Rachida Dati, sainte Benazir ou le syndrome de Marie

Entre symboles, on se tient les coudes. Entre femmes aussi. Rachida Dati n’a donc pas résisté au besoin impérieux d’apporter sa contribution au monument érigé à la mémoire de Benazir Bhutto à coups de lieux communs et de grands sentiments. Gil Mihaely a parfaitement montré ce qu’il convenait de penser du titre de symbole de la démocratie décerné les yeux fermés par la presse à la politicienne assassinée. Mais l’article signé par le ministre de la Justice et publié dans Le Monde mérite une mention particulière. Au festival du poncif féministe, il obtiendrait la palme d’or haut la main.

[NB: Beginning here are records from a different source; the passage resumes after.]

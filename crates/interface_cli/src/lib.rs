//! Counter Console
//!
//! This crate puts the policy workflow in front of an operator: it prompts
//! for each policy, prints receipts and the progress bar, and wires the
//! flat-file store underneath.
//!
//! # Architecture
//!
//! - **Config**: `CliConfig`, from defaults, `osic.toml` and `OSIC_*` variables
//! - **Prompt**: `ConsoleSubmissionSource`, the validated-input collaborator
//! - **Receipt**: `TextReceiptRenderer`, the receipt sink
//! - **Progress**: `ConsoleProgress`, the cosmetic pause after each receipt
//!
//! # Example
//!
//! ```rust,ignore
//! use interface_cli::{run_session, config::CliConfig};
//!
//! let config = CliConfig::load()?;
//! let summary = run_session(&config, stdin.lock(), io::stdout(), io::stdout(), io::stdout())?;
//! ```

pub mod config;
pub mod error;
pub mod prompt;
pub mod receipt;
pub mod progress;

use std::io::{BufRead, Write};

use domain_policy::{PolicyWorkflow, WorkflowPorts, WorkflowSummary};
use infra_store::FlatFileStore;

pub use crate::config::CliConfig;
pub use crate::error::CliError;
pub use crate::progress::ConsoleProgress;
pub use crate::prompt::ConsoleSubmissionSource;
pub use crate::receipt::TextReceiptRenderer;

/// Runs one counter session against the configured data files
///
/// # Arguments
///
/// * `config` - Console configuration
/// * `input` - Operator answers
/// * `prompts` - Where questions and complaints are written
/// * `receipts` - Where receipts are written
/// * `progress` - Where the progress bar is drawn
///
/// # Errors
///
/// Returns error if:
/// - The configured timezone is unknown
/// - The defaults file or the ledger cannot be read
/// - Any policy fails to persist or render
pub fn run_session<R, P, O, G>(
    config: &CliConfig,
    input: R,
    prompts: P,
    receipts: O,
    progress: G,
) -> Result<WorkflowSummary, CliError>
where
    R: BufRead,
    P: Write,
    O: Write,
    G: Write,
{
    let calendar = config.timezone()?;
    let mut store = FlatFileStore::from_paths(config.defaults_path(), config.policies_path());
    let rates = store.load_reconciled()?;

    tracing::info!(
        data_dir = %config.data_dir.display(),
        next_policy_number = %rates.next_policy_number,
        "session started"
    );

    let mut input = ConsoleSubmissionSource::new(input, prompts);
    let mut receipts = TextReceiptRenderer::new(receipts);
    let mut progress =
        ConsoleProgress::new(progress, config.progress_steps, config.progress_delay());
    let (ledger, rate_store) = store.parts_mut();

    let summary = PolicyWorkflow::new(
        rates,
        WorkflowPorts {
            ledger,
            rate_store,
            input: &mut input,
            receipts: &mut receipts,
            progress: &mut progress,
            calendar: &calendar,
        },
    )
    .with_reprint_on_exit(config.reprint_on_exit)
    .run()?;

    tracing::info!(
        issued = summary.issued.len(),
        reprinted = summary.reprinted,
        next_policy_number = %summary.next_policy_number,
        "session finished"
    );
    Ok(summary)
}
//! Property-Based Test Generators
//!
//! Provides proptest strategies for generating random test data
//! that maintains domain invariants.

use core_kernel::{Money, PolicyNumber};
use domain_policy::{Coverages, PaymentMethod, Province, RateParameters};
use proptest::prelude::*;
use rust_decimal::Decimal;

/// Strategy for generating non-negative amounts up to 10,000.00
pub fn unit_cost_strategy() -> impl Strategy<Value = Money> {
    (0i64..1_000_000i64).prop_map(Money::from_minor)
}

/// Strategy for generating discount fractions (0.00 to 1.00)
pub fn discount_rate_strategy() -> impl Strategy<Value = Decimal> {
    (0i64..=100i64).prop_map(|n| Decimal::new(n, 2))
}

/// Strategy for generating tax percentages (0.00% to 100.00%)
pub fn percentage_strategy() -> impl Strategy<Value = Decimal> {
    (0i64..=10_000i64).prop_map(|n| Decimal::new(n, 2))
}

/// Strategy for generating car counts
pub fn num_cars_strategy() -> impl Strategy<Value = u32> {
    1u32..50u32
}

/// Strategy for generating coverage selections
pub fn coverages_strategy() -> impl Strategy<Value = Coverages> {
    (any::<bool>(), any::<bool>(), any::<bool>()).prop_map(|(extra_liability, glass, loaner_car)| {
        Coverages {
            extra_liability,
            glass,
            loaner_car,
        }
    })
}

/// Strategy for generating provinces
pub fn province_strategy() -> impl Strategy<Value = Province> {
    proptest::sample::select(Province::ALL.to_vec())
}

/// Strategy for generating payment methods
pub fn payment_method_strategy() -> impl Strategy<Value = PaymentMethod> {
    prop_oneof![Just(PaymentMethod::Full), Just(PaymentMethod::Monthly)]
}

/// Strategy for generating valid rate parameters
pub fn rate_parameters_strategy() -> impl Strategy<Value = RateParameters> {
    (
        1u64..100_000u64,
        unit_cost_strategy(),
        discount_rate_strategy(),
        unit_cost_strategy(),
        unit_cost_strategy(),
        unit_cost_strategy(),
        percentage_strategy(),
        unit_cost_strategy(),
    )
        .prop_map(
            |(next, basic, discount, liability, glass, loaner, hst, fee)| RateParameters {
                next_policy_number: PolicyNumber::new(next).unwrap(),
                basic_rate: basic,
                discount_rate: discount,
                liability_cost: liability,
                glass_cost: glass,
                loaner_car_cost: loaner,
                hst_rate: hst,
                processing_fee: fee,
            },
        )
}
//! Remote catalog client: list and detail retrieval with session caches.

use std::collections::HashMap;
use std::sync::{Arc, Mutex};

use futures::future::join_all;
use serde::de::DeserializeOwned;
use tracing::{debug, error, info, warn};

use crate::cache::{CacheKey, SessionCache};
use crate::config::Config;
use crate::error::{CatalogError, TransportError};
use crate::models::{DisplayRecord, ListingPage, RawDetail};
use crate::normalize::normalize;
use crate::transport::{HttpTransport, Transport};

enum Lookup {
    Id(u32),
    Name(String),
}

pub struct CatalogClient {
    transport: Arc<dyn Transport>,
    base_url: String,
    lists: SessionCache<Vec<DisplayRecord>>,
    details: SessionCache<RawDetail>,
    // lowercase name -> canonical id, so name lookups share the detail cache
    names: Mutex<HashMap<String, u32>>,
}

impl CatalogClient {
    pub fn new(config: &Config) -> Result<Self, reqwest::Error> {
        let transport = HttpTransport::new(&config.user_agent)?;
        Ok(Self::with_transport(config.base_url(), Arc::new(transport)))
    }

    pub fn with_transport(base_url: &str, transport: Arc<dyn Transport>) -> Self {
        Self {
            transport,
            base_url: base_url.trim_end_matches('/').to_string(),
            lists: SessionCache::new(),
            details: SessionCache::new(),
            names: Mutex::new(HashMap::new()),
        }
    }

    pub fn list_url(&self, limit: usize) -> String {
        format!("{}/pokemon?limit={}", self.base_url, limit)
    }

    pub fn detail_url(&self, key: &str) -> String {
        format!("{}/pokemon/{}", self.base_url, key)
    }

    /// Fetch `limit` entries as display records, in listing order.
    ///
    /// A cached batch for the same `limit` is returned as-is without touching
    /// the network. Detail records are requested concurrently and the batch
    /// only succeeds if every one of them does.
    pub async fn fetch_list(&self, limit: usize) -> Result<Arc<Vec<DisplayRecord>>, CatalogError> {
        let key = CacheKey::List(limit);
        if let Some(hit) = self.lists.get(&key) {
            debug!(key = %key, "list cache hit");
            return Ok(hit);
        }

        match self.load_list(limit).await {
            Ok(records) => {
                let records = Arc::new(records);
                self.lists.insert(key, Arc::clone(&records));
                info!(limit, count = records.len(), "catalog listing loaded");
                Ok(records)
            }
            Err(source) => {
                error!(limit, error = %source, "failed to load catalog listing");
                if let Some(hit) = self.lists.get(&key) {
                    warn!(key = %key, "serving cached listing after failure");
                    return Ok(hit);
                }
                Err(CatalogError::CatalogUnavailable {
                    message: "Could not load the catalog. Check your internet connection."
                        .to_string(),
                    source,
                })
            }
        }
    }

    async fn load_list(&self, limit: usize) -> Result<Vec<DisplayRecord>, TransportError> {
        let page: ListingPage = self.get_json(&self.list_url(limit)).await?;

        let lookups: Vec<Lookup> = page
            .results
            .iter()
            .enumerate()
            .map(|(pos, listing)| match listing.identity() {
                Some(id) => Lookup::Id(id),
                None if !listing.name.is_empty() => {
                    warn!(
                        name = %listing.name,
                        url = %listing.url,
                        "listing url carries no id, resolving by name"
                    );
                    Lookup::Name(listing.name.to_lowercase())
                }
                None => {
                    let id = pos as u32 + 1;
                    warn!(url = %listing.url, id, "nameless listing without id, using position");
                    Lookup::Id(id)
                }
            })
            .collect();

        // every request runs to completion and caches its result before the
        // batch is judged; join_all keeps input order
        let settled = join_all(lookups.iter().map(|l| self.resolve_lookup(l))).await;
        let details = settled.into_iter().collect::<Result<Vec<_>, _>>()?;
        Ok(details.iter().map(|d| normalize(d)).collect())
    }

    async fn resolve_lookup(&self, lookup: &Lookup) -> Result<Arc<RawDetail>, TransportError> {
        match lookup {
            Lookup::Id(id) => self.resolve_id(*id).await,
            Lookup::Name(name) => self.resolve_name(name).await,
        }
    }

    /// Fetch the raw detail record for `id`.
    pub async fn fetch_by_id(&self, id: u32) -> Result<Arc<RawDetail>, CatalogError> {
        match self.resolve_id(id).await {
            Ok(detail) => Ok(detail),
            Err(source) => {
                error!(id, error = %source, "failed to fetch detail");
                if let Some(hit) = self.details.get(&CacheKey::Detail(id)) {
                    return Ok(hit);
                }
                Err(CatalogError::DetailUnavailable {
                    message: format!("Could not load the information for entry {}.", id),
                    source,
                })
            }
        }
    }

    /// Fetch the raw detail record for `name` (case-insensitive).
    pub async fn fetch_by_name(&self, name: &str) -> Result<Arc<RawDetail>, CatalogError> {
        let name = name.to_lowercase();
        match self.resolve_name(&name).await {
            Ok(detail) => Ok(detail),
            Err(source) => {
                error!(name = %name, error = %source, "failed to fetch detail");
                if let Some(hit) = self.cached_by_name(&name) {
                    return Ok(hit);
                }
                Err(CatalogError::DetailUnavailable {
                    message: format!("Could not find entry \"{}\".", name),
                    source,
                })
            }
        }
    }

    /// Raw bytes of an artwork or sprite reference. Not cached here.
    pub async fn fetch_image(&self, url: &str) -> Result<Vec<u8>, TransportError> {
        self.transport.get(url).await
    }

    /// Drop every cached listing and detail record.
    pub fn clear_caches(&self) {
        self.lists.clear();
        self.details.clear();
        self.names.lock().unwrap_or_else(|e| e.into_inner()).clear();
        info!("catalog caches cleared");
    }

    pub fn cached_lists(&self) -> usize {
        self.lists.len()
    }

    pub fn cached_details(&self) -> usize {
        self.details.len()
    }

    async fn resolve_id(&self, id: u32) -> Result<Arc<RawDetail>, TransportError> {
        let key = CacheKey::Detail(id);
        if let Some(hit) = self.details.get(&key) {
            debug!(key = %key, "detail cache hit");
            return Ok(hit);
        }
        let detail: RawDetail = self.get_json(&self.detail_url(&id.to_string())).await?;
        Ok(self.remember(detail, None))
    }

    async fn resolve_name(&self, name: &str) -> Result<Arc<RawDetail>, TransportError> {
        if let Some(hit) = self.cached_by_name(name) {
            debug!(name = %name, "detail cache hit by name");
            return Ok(hit);
        }
        let detail: RawDetail = self.get_json(&self.detail_url(name)).await?;
        Ok(self.remember(detail, Some(name)))
    }

    fn cached_by_name(&self, name: &str) -> Option<Arc<RawDetail>> {
        let id = *self
            .names
            .lock()
            .unwrap_or_else(|e| e.into_inner())
            .get(name)?;
        self.details.get(&CacheKey::Detail(id))
    }

    /// Store `detail` under its canonical id and index it by name, plus the
    /// name it was requested under when that differs.
    fn remember(&self, detail: RawDetail, requested_as: Option<&str>) -> Arc<RawDetail> {
        let detail = Arc::new(detail);
        let id = detail.id;
        {
            let mut names = self.names.lock().unwrap_or_else(|e| e.into_inner());
            if !detail.name.is_empty() {
                names.insert(detail.name.to_lowercase(), id);
            }
            if let Some(alias) = requested_as {
                names.insert(alias.to_string(), id);
            }
        }
        self.details.insert(CacheKey::Detail(id), Arc::clone(&detail));
        detail
    }

    async fn get_json<T: DeserializeOwned>(&self, url: &str) -> Result<T, TransportError> {
        debug!(url, "GET");
        let body = self.transport.get(url).await?;
        serde_json::from_slice(&body).map_err(|source| TransportError::Decode {
            url: url.to_string(),
            source,
        })
    }
}

#[cfg(test)]
mod tests {
    use super::*;
    use async_trait::async_trait;

    struct Unreachable;

    #[async_trait]
    impl Transport for Unreachable {
        async fn get(&self, url: &str) -> Result<Vec<u8>, TransportError> {
            Err(TransportError::Status {
                status: 503,
                url: url.to_string(),
            })
        }
    }

    #[test]
    fn endpoint_urls() {
        let c = CatalogClient::with_transport("http://catalog.test/api/", Arc::new(Unreachable));
        assert_eq!(c.list_url(50), "http://catalog.test/api/pokemon?limit=50");
        assert_eq!(c.detail_url("25"), "http://catalog.test/api/pokemon/25");
        assert_eq!(c.detail_url("pikachu"), "http://catalog.test/api/pokemon/pikachu");
    }

    #[tokio::test]
    async fn detail_failure_is_user_facing() {
        let c = CatalogClient::with_transport("http://catalog.test", Arc::new(Unreachable));
        let err = c.fetch_by_id(7).await.unwrap_err();
        assert!(matches!(err, CatalogError::DetailUnavailable { .. }));
        assert_eq!(err.to_string(), "Could not load the information for entry 7.");
        assert_eq!(err.transport().status(), Some(503));

        let err = c.fetch_by_name("Squirtle").await.unwrap_err();
        assert_eq!(err.to_string(), "Could not find entry \"squirtle\".");
        assert_eq!(c.cached_details(), 0);
    }
}
//! Shaping of raw catalog detail records into [`DisplayRecord`]s.

use crate::models::{DisplayRecord, RawDetail, StatBlock, StatKind};

/// Build the display record for `detail`.
///
/// Pure and deterministic. Stats are looked up by their stat-kind identifier
/// so the catalog's ordering does not matter; kinds that are missing stay 0.
/// The image prefers the official artwork and falls back to the default
/// sprite; empty references count as missing.
pub fn normalize(detail: &RawDetail) -> DisplayRecord {
    DisplayRecord {
        id: detail.id,
        name: detail.name.to_lowercase(),
        image: resolve_image(detail),
        types: detail.types.iter().map(|t| t.kind.name.clone()).collect(),
        stats: stat_block(detail),
        height: detail.height,
        weight: detail.weight,
    }
}

fn resolve_image(detail: &RawDetail) -> Option<String> {
    detail
        .official_artwork()
        .filter(|u| !u.is_empty())
        .or_else(|| detail.default_sprite().filter(|u| !u.is_empty()))
        .map(str::to_string)
}

fn stat_block(detail: &RawDetail) -> StatBlock {
    let mut block = StatBlock::default();
    for entry in &detail.stats {
        if let Some(kind) = StatKind::from_wire(&entry.stat.name) {
            block.set(kind, entry.base_stat);
        }
    }
    block
}

#[cfg(test)]
mod tests {
    use super::*;
    use crate::models::{Artwork, NamedRef, OtherSprites, Sprites, StatEntry, TypeSlot};

    fn stat(name: &str, base: u32) -> StatEntry {
        StatEntry {
            base_stat: base,
            effort: 0,
            stat: NamedRef {
                name: name.to_string(),
                url: String::new(),
            },
        }
    }

    fn pikachu() -> RawDetail {
        RawDetail {
            id: 25,
            name: "Pikachu".into(),
            sprites: Sprites {
                front_default: Some("https://img/sprite/25.png".into()),
                other: Some(OtherSprites {
                    official_artwork: Some(Artwork {
                        front_default: Some("https://img/artwork/25.png".into()),
                    }),
                }),
            },
            types: vec![TypeSlot {
                slot: 1,
                kind: NamedRef {
                    name: "electric".into(),
                    url: String::new(),
                },
            }],
            height: 4,
            weight: 60,
            base_experience: Some(112),
            stats: vec![
                stat("hp", 35),
                stat("attack", 55),
                stat("defense", 40),
                stat("special-attack", 50),
                stat("special-defense", 50),
                stat("speed", 90),
            ],
        }
    }

    #[test]
    fn normalizes_full_record() {
        let r = normalize(&pikachu());
        assert_eq!(r.id, 25);
        assert_eq!(r.name, "pikachu");
        assert_eq!(r.image.as_deref(), Some("https://img/artwork/25.png"));
        assert_eq!(r.types, vec!["electric".to_string()]);
        assert_eq!(r.stats.speed, 90);
        assert_eq!(r.stats.total(), 320);
        assert_eq!((r.height, r.weight), (4, 60));
    }

    #[test]
    fn empty_stats_become_zero_block() {
        let mut d = pikachu();
        d.stats.clear();
        assert_eq!(normalize(&d).stats, StatBlock::default());
    }

    #[test]
    fn stats_are_matched_by_kind_not_position() {
        let mut d = pikachu();
        d.stats.reverse();
        d.stats.retain(|s| s.stat.name != "defense");
        d.stats.push(stat("accuracy", 999));
        let r = normalize(&d);
        assert_eq!(r.stats.hp, 35);
        assert_eq!(r.stats.speed, 90);
        assert_eq!(r.stats.defense, 0);
    }

    #[test]
    fn falls_back_to_default_sprite() {
        let mut d = pikachu();
        d.sprites.other = None;
        assert_eq!(normalize(&d).image.as_deref(), Some("https://img/sprite/25.png"));

        let mut d = pikachu();
        d.sprites.other = Some(OtherSprites {
            official_artwork: Some(Artwork {
                front_default: Some(String::new()),
            }),
        });
        assert_eq!(normalize(&d).image.as_deref(), Some("https://img/sprite/25.png"));
    }

    #[test]
    fn no_image_when_both_missing() {
        let mut d = pikachu();
        d.sprites = Sprites::default();
        assert_eq!(normalize(&d).image, None);
    }

    #[test]
    fn deterministic() {
        let d = pikachu();
        let a = serde_json::to_vec(&normalize(&d)).unwrap();
        let b = serde_json::to_vec(&normalize(&d)).unwrap();
        assert_eq!(a, b);
    }
}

Oublions le français plutôt baroque. Si quelqu’un peut m’expliquer ce que signifie « enlever la vie de Benazir Bhutto, c’est vouloir annihiler les jalons sociaux, politiques et humains qui doivent pourtant lui survivre » ou encore m’apprendre ce qu’est une injustice qui « crée un écho universel reniant simultanément la voie de la Justice et le sens de l’Histoire », je lui en serai fort reconnaissante. Mais il serait dommage que le conseiller qui a pondu cette merveille soit viré – le cabinet du ministre finirait par faire désordre voire désert.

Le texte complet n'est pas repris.